Re. Slapton Sands, what no-one has ever answered definitively is why 9 e-boats were detailed to be so close inshore on that exact date. The naval piquet line across Lyme Bay was inadequate, but why did 9 e-boats appear there at all? IMHO it wasn't coincidence. Somehow ( cypher-breaking? Reconnaissance by U-Boat? agents - although the latter is very unlikely at that stage of the War) the Kriegsmarine knew that something was happening and sent the e-boats as a "reconnaisance in force." E-boats were the best choice of vessel for this. Very fast, difficult to spot in the dark, but packing enough punch to sink many kinds of ship.

It was a tragedy which cost 749 allied lives. There would have been an official, internal enquiry, but, as far as I know, the findings have not been made public.

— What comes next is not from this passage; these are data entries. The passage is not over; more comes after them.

//! Swapchain management.

use crate::error::{GpuError, Result};
use ash::vk;

/// Result of acquiring a swapchain image.
#[derive(Clone, Copy, Debug, PartialEq, Eq)]
pub enum AcquireOutcome {
    /// An image was acquired; the semaphore will be signaled.
    Acquired { image_index: u32, suboptimal: bool },
    /// No image was acquired; the swapchain must be recreated.
    OutOfDate,
}

/// Swapchain wrapper.
pub struct Swapchain {
    pub swapchain: vk::SwapchainKHR,
    pub images: Vec<vk::Image>,
    pub image_views: Vec<vk::ImageView>,
    pub format: vk::Format,
    pub extent: vk::Extent2D,
}

impl Swapchain {
    /// Create a new swapchain.
    ///
    /// # Safety
    /// All handles must be valid.
    #[allow(clippy::too_many_arguments)]
    pub unsafe fn new(
        device: &ash::Device,
        swapchain_loader: &ash::khr::swapchain::Device,
        surface: vk::SurfaceKHR,
        surface_capabilities: &vk::SurfaceCapabilitiesKHR,
        surface_format: vk::SurfaceFormatKHR,
        present_mode: vk::PresentModeKHR,
        extent: vk::Extent2D,
        old_swapchain: vk::SwapchainKHR,
    ) -> Result<Self> {
        let image_count = select_image_count(surface_capabilities);

        let create_info = vk::SwapchainCreateInfoKHR::default()
            .surface(surface)
            .min_image_count(image_count)
            .image_format(surface_format.format)
            .image_color_space(surface_format.color_space)
            .image_extent(extent)
            .image_array_layers(1)
            .image_usage(vk::ImageUsageFlags::COLOR_ATTACHMENT | vk::ImageUsageFlags::TRANSFER_DST)
            .image_sharing_mode(vk::SharingMode::EXCLUSIVE)
            .pre_transform(surface_capabilities.current_transform)
            .composite_alpha(vk::CompositeAlphaFlagsKHR::OPAQUE)
            .present_mode(present_mode)
            .clipped(true)
            .old_swapchain(old_swapchain);

        let swapchain = swapchain_loader
            .create_swapchain(&create_info, None)
            .map_err(|e| GpuError::SwapchainCreation(e.to_string()))?;

        let images = swapchain_loader.get_swapchain_images(swapchain)?;

        let image_views = images
            .iter()
            .map(|&image| {
                let view_info = vk::ImageViewCreateInfo::default()
                    .image(image)
                    .view_type(vk::ImageViewType::TYPE_2D)
                    .format(surface_format.format)
                    .subresource_range(crate::image::color_subresource_range(1));
                device.create_image_view(&view_info, None)
            })
            .collect::<std::result::Result<Vec<_>, _>>()?;

        tracing::debug!(
            images = images.len(),
            width = extent.width,
            height = extent.height,
            ?present_mode,
            "created swapchain"
        );

        Ok(Self {
            swapchain,
            images,
            image_views,
            format: surface_format.format,
            extent,
        })
    }

    /// Number of swapchain images.
    pub fn image_count(&self) -> usize {
        self.images.len()
    }

    /// Acquire the next image, signaling `semaphore` when it is ready.
    ///
    /// # Safety
    /// All handles must be valid.
    #[cfg_attr(
        feature = "profiling-tracy",
        tracing::instrument(level = "trace", skip_all)
    )]
    pub unsafe fn acquire_next_image(
        &self,
        swapchain_loader: &ash::khr::swapchain::Device,
        semaphore: vk::Semaphore,
        timeout_ns: u64,
    ) -> Result<AcquireOutcome> {
        match swapchain_loader.acquire_next_image(
            self.swapchain,
            timeout_ns,
            semaphore,
            vk::Fence::null(),
        ) {
            Ok((image_index, suboptimal)) => Ok(AcquireOutcome::Acquired {
                image_index,
                suboptimal,
            }),
            Err(vk::Result::ERROR_OUT_OF_DATE_KHR) => Ok(AcquireOutcome::OutOfDate),
            Err(e) => Err(GpuError::from_wait("swapchain acquire", e)),
        }
    }

    /// Present an image. Returns `true` when the swapchain should be recreated.
    ///
    /// # Safety
    /// All handles must be valid.
    #[cfg_attr(
        feature = "profiling-tracy",
        tracing::instrument(level = "trace", skip_all)
    )]
    pub unsafe fn present(
        &self,
        swapchain_loader: &ash::khr::swapchain::Device,
        queue: vk::Queue,
        image_index: u32,
        wait_semaphore: vk::Semaphore,
    ) -> Result<bool> {
        let wait_semaphores = [wait_semaphore];
        let swapchains = [self.swapchain];
        let image_indices = [image_index];

        let present_info = vk::PresentInfoKHR::default()
            .wait_semaphores(&wait_semaphores)
            .swapchains(&swapchains)
            .image_indices(&image_indices);

        match swapchain_loader.queue_present(queue, &present_info) {
            Ok(suboptimal) => Ok(suboptimal),
            Err(vk::Result::ERROR_OUT_OF_DATE_KHR) => Ok(true),
            Err(e) => Err(GpuError::from(e)),
        }
    }

    /// Destroy the image views and the swapchain.
    ///
    /// # Safety
    /// The swapchain must not be in use.
    pub unsafe fn destroy(
        &self,
        device: &ash::Device,
        swapchain_loader: &ash::khr::swapchain::Device,
    ) {
        for &view in &self.image_views {
            device.destroy_image_view(view, None);
        }
        swapchain_loader.destroy_swapchain(self.swapchain, None);
    }
}

/// One image more than the minimum, clamped to the maximum when there is one.
pub fn select_image_count(capabilities: &vk::SurfaceCapabilitiesKHR) -> u32 {
    let desired = capabilities.min_image_count + 1;
    if capabilities.max_image_count > 0 {
        desired.min(capabilities.max_image_count)
    } else {
        desired
    }
}

/// Select the surface format, preferring 8-bit sRGB.
pub fn select_surface_format(available: &[vk::SurfaceFormatKHR]) -> Result<vk::SurfaceFormatKHR> {
    available
        .iter()
        .find(|f| {
            f.format == vk::Format::B8G8R8A8_SRGB
                && f.color_space == vk::ColorSpaceKHR::SRGB_NONLINEAR
        })
        .or_else(|| available.first())
        .copied()
        .ok_or_else(|| GpuError::SwapchainCreation("surface reports no formats".to_string()))
}

/// Select the present mode. FIFO is always available and used for vsync.
pub fn select_present_mode(available: &[vk::PresentModeKHR], vsync: bool) -> vk::PresentModeKHR {
    if vsync {
        return vk::PresentModeKHR::FIFO;
    }
    [vk::PresentModeKHR::MAILBOX, vk::PresentModeKHR::IMMEDIATE]
        .into_iter()
        .find(|mode| available.contains(mode))
        .unwrap_or(vk::PresentModeKHR::FIFO)
}

/// Calculate swapchain extent.
pub fn calculate_extent(
    capabilities: &vk::SurfaceCapabilitiesKHR,
    desired_width: u32,
    desired_height: u32,
) -> vk::Extent2D {
    if capabilities.current_extent.width != u32::MAX {
        capabilities.current_extent
    } else {
        vk::Extent2D {
            width: desired_width.clamp(
                capabilities.min_image_extent.width,
                capabilities.max_image_extent.width,
            ),
            height: desired_height.clamp(
                capabilities.min_image_extent.height,
                capabilities.max_image_extent.height,
            ),
        }
    }
}

#[cfg(test)]
mod tests {
    use super::*;

    fn caps(min: u32, max: u32) -> vk::SurfaceCapabilitiesKHR {
        vk::SurfaceCapabilitiesKHR {
            min_image_count: min,
            max_image_count: max,
            current_extent: vk::Extent2D {
                width: u32::MAX,
                height: u32::MAX,
            },
            min_image_extent: vk::Extent2D {
                width: 1,
                height: 1,
            },
            max_image_extent: vk::Extent2D {
                width: 4096,
                height: 4096,
            },
            ..Default::default()
        }
    }

    #[test]
    fn image_count_respects_max() {
        assert_eq!(select_image_count(&caps(2, 0)), 3);
        assert_eq!(select_image_count(&caps(2, 2)), 2);
    }

    #[test]
    fn vsync_forces_fifo() {
        let modes = [vk::PresentModeKHR::MAILBOX, vk::PresentModeKHR::FIFO];
        assert_eq!(select_present_mode(&modes, true), vk::PresentModeKHR::FIFO);
        assert_eq!(select_present_mode(&modes, false), vk::PresentModeKHR::MAILBOX);
        assert_eq!(
            select_present_mode(&[vk::PresentModeKHR::FIFO], false),
            vk::PresentModeKHR::FIFO
        );
    }

    #[test]
    fn extent_is_clamped_when_surface_defers() {
        let extent = calculate_extent(&caps(2, 0), 10_000, 0);
        assert_eq!(extent.width, 4096);
        assert_eq!(extent.height, 1);
    }

    #[test]
    fn surface_format_prefers_srgb() {
        let unorm = vk::SurfaceFormatKHR {
            format: vk::Format::B8G8R8A8_UNORM,
            color_space: vk::ColorSpaceKHR::SRGB_NONLINEAR,
        };
        let srgb = vk::SurfaceFormatKHR {
            format: vk::Format::B8G8R8A8_SRGB,
            color_space: vk::ColorSpaceKHR::SRGB_NONLINEAR,
        };
        assert_eq!(
            select_surface_format(&[unorm, srgb]).unwrap().format,
            vk::Format::B8G8R8A8_SRGB
        );
        assert_eq!(
            select_surface_format(&[unorm]).unwrap().format,
            vk::Format::B8G8R8A8_UNORM
        );
        assert!(select_surface_format(&[]).is_err());
    }
}
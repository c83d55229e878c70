//! GPU operations the scene needs, behind a trait so scene logic runs without a device.

use ash::vk;
use lumen_core::{MeshData, SubMesh, Vertex};
use lumen_gpu::{
    create_buffer_with_data, BufferDesc, DeletionQueue, GpuBuffer, GpuContext, MemoryLocation,
    Result,
};
use lumen_rt::{Blas, RayTracingContext, Tlas, TlasInstance, TriangleGeometry};

/// Device-local vertex and index buffers of one mesh.
pub struct MeshBuffers {
    pub vertices: GpuBuffer,
    pub indices: GpuBuffer,
    pub vertex_address: vk::DeviceAddress,
    pub index_address: vk::DeviceAddress,
    pub vertex_count: u32,
}

impl MeshBuffers {
    /// BLAS input for one submesh.
    pub fn geometry(&self, submesh: SubMesh) -> TriangleGeometry {
        TriangleGeometry {
            vertex_address: self.vertex_address,
            vertex_stride: Vertex::STRIDE,
            vertex_count: self.vertex_count,
            index_address: self.index_address
                + u64::from(submesh.first_index) * std::mem::size_of::<u32>() as u64,
            index_count: submesh.index_count,
        }
    }
}

/// GPU work issued by [`crate::Scene`].
///
/// Retired objects go through the deletion queue; none are destroyed immediately.
pub trait SceneGpuBackend {
    fn upload_mesh(&mut self, mesh: &MeshData, name: &str) -> Result<MeshBuffers>;
    fn build_blas(&mut self, geometry: &TriangleGeometry, name: &str) -> Result<Blas>;
    fn build_tlas(&mut self, instances: &[TlasInstance]) -> Result<Tlas>;
    fn retire_mesh(&mut self, mesh: MeshBuffers);
    fn retire_blas(&mut self, blas: Blas);
    fn retire_tlas(&mut self, tlas: Tlas);
}

/// [`SceneGpuBackend`] over a live device.
pub struct VulkanSceneBackend<'a> {
    gpu: &'a GpuContext,
    rt: &'a RayTracingContext,
    deletion: &'a mut DeletionQueue,
}

impl<'a> VulkanSceneBackend<'a> {
    pub fn new(gpu: &'a GpuContext, rt: &'a RayTracingContext, deletion: &'a mut DeletionQueue) -> Self {
        Self { gpu, rt, deletion }
    }
}

impl SceneGpuBackend for VulkanSceneBackend<'_> {
    fn upload_mesh(&mut self, mesh: &MeshData, name: &str) -> Result<MeshBuffers> {
        let usage = vk::BufferUsageFlags::STORAGE_BUFFER
            | vk::BufferUsageFlags::SHADER_DEVICE_ADDRESS
            | vk::BufferUsageFlags::ACCELERATION_STRUCTURE_BUILD_INPUT_READ_ONLY_KHR;

        let vertex_bytes: &[u8] = bytemuck::cast_slice(&mesh.vertices);
        let vertex_name = format!("{name}_vertices");
        let vertices = create_buffer_with_data(
            self.gpu,
            &BufferDesc::new(&vertex_name, vertex_bytes.len() as u64, usage, MemoryLocation::GpuOnly),
            vertex_bytes,
        )?;

        let index_bytes: &[u8] = bytemuck::cast_slice(&mesh.indices);
        let index_name = format!("{name}_indices");
        let indices = match create_buffer_with_data(
            self.gpu,
            &BufferDesc::new(&index_name, index_bytes.len() as u64, usage, MemoryLocation::GpuOnly),
            index_bytes,
        ) {
            Ok(indices) => indices,
            Err(e) => {
                self.gpu.allocator().lock().destroy_buffer(vertices)?;
                return Err(e);
            }
        };

        Ok(MeshBuffers {
            vertex_address: vertices.device_address(self.gpu.device()),
            index_address: indices.device_address(self.gpu.device()),
            vertex_count: mesh.vertex_count(),
            vertices,
            indices,
        })
    }

    fn build_blas(&mut self, geometry: &TriangleGeometry, name: &str) -> Result<Blas> {
        Blas::build(self.gpu, self.rt, geometry, name)
    }

    fn build_tlas(&mut self, instances: &[TlasInstance]) -> Result<Tlas> {
        Tlas::build(self.gpu, self.rt, instances)
    }

    fn retire_mesh(&mut self, mesh: MeshBuffers) {
        self.deletion.retire_buffer(self.gpu.allocator(), mesh.vertices);
        self.deletion.retire_buffer(self.gpu.allocator(), mesh.indices);
    }

    fn retire_blas(&mut self, blas: Blas) {
        blas.retire(self.rt, self.deletion, self.gpu.allocator());
    }

    fn retire_tlas(&mut self, tlas: Tlas) {
        tlas.retire(self.rt, self.deletion, self.gpu.allocator());
    }
}
//! Terminal display: surface abstraction, fixed layout and render loop.

pub mod layout;
pub mod render_loop;
pub mod surface;
pub mod terminal;

pub use render_loop::{RenderLoop, RenderState};
pub use surface::{KeyPress, Surface, TextStyle, Tone};
pub use terminal::TerminalSurface;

There were many other things which were censored durng the War. The true scope of the defeat of the BEF in 1940, which led to the Dunkirk evacuation, was hidden for fear of fostering defeatist feelings in Britain. ( The fear was that, having been so badly beaten, if the full story became known a demoralised British public, a defeated British military and elements of the British parliament would see sueing for peace as the only viable option.)

Was a german invasion force incinerated off the Suffolk Coast by the Petroleum Warfare Dept's flame barrages, or was it "black propaganda" aimed at demoralising the Germans?

And, because inadequate and insufficient reconnaissance of the landing-beaches was carried out in the run up to Operation Torch, just how many allied soldiers - especially in the Eastern Task Force - drowned because they charged out of landing craft which had grounded on sand-bars, rather than the shore, and found themselves in full battle-kit in deep water? An uncle of mine who was with the Royal Engineers there, said that it was "hundreds."

the catalogue of mistakes, errors and set-backs suffered by the alies, but kept secret for the sake of national and military morale is long. And doubtless things happened of which, even over 60 years later, no-one is fully aware. Just consider for how long after 1945, the war-time role of Bletchley Park was kept a secret.